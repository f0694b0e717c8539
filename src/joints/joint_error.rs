use crate::dynamics::EntityHandle;

/// Errors raised while building or updating a joint.
#[derive(thiserror::Error, Copy, Clone, Debug, PartialEq, Eq)]
pub enum JointError {
    /// Both entities of a joint removing several degrees of freedom are not dynamic.
    #[error("cannot constrain two non-dynamic entities together")]
    NonDynamicPair,
    /// An entity of the joint does not exist.
    #[error("the entity {0:?} does not exist")]
    MissingEntity(EntityHandle),
    /// Both connections of the joint are the same entity.
    #[error("a joint needs two distinct entities")]
    SameEntity,
    /// An axis of the joint has a zero length.
    #[error("a joint axis has a zero length")]
    DegenerateAxis,
}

● ● ● ●

[What to work on]: One exact transcript of the whole listing is the expected answer.

[Completed task]:
repository f0694b0e717c8539
filename src/joints/joint_error.rs
use crate::dynamics::EntityHandle;

/// Errors raised while building or updating a joint.
#[derive(thiserror::Error, Copy, Clone, Debug, PartialEq, Eq)]
pub enum JointError {
    /// Both entities of a joint removing several degrees of freedom are not dynamic.
    #[error("cannot constrain two non-dynamic entities together")]
    NonDynamicPair,
    /// An entity of the joint does not exist.
    #[error("the entity {0:?} does not exist")]
    MissingEntity(EntityHandle),
    /// Both connections of the joint are the same entity.
    #[error("a joint needs two distinct entities")]
    SameEntity,
    /// An axis of the joint has a zero length.
    #[error("a joint axis has a zero length")]
    DegenerateAxis,
}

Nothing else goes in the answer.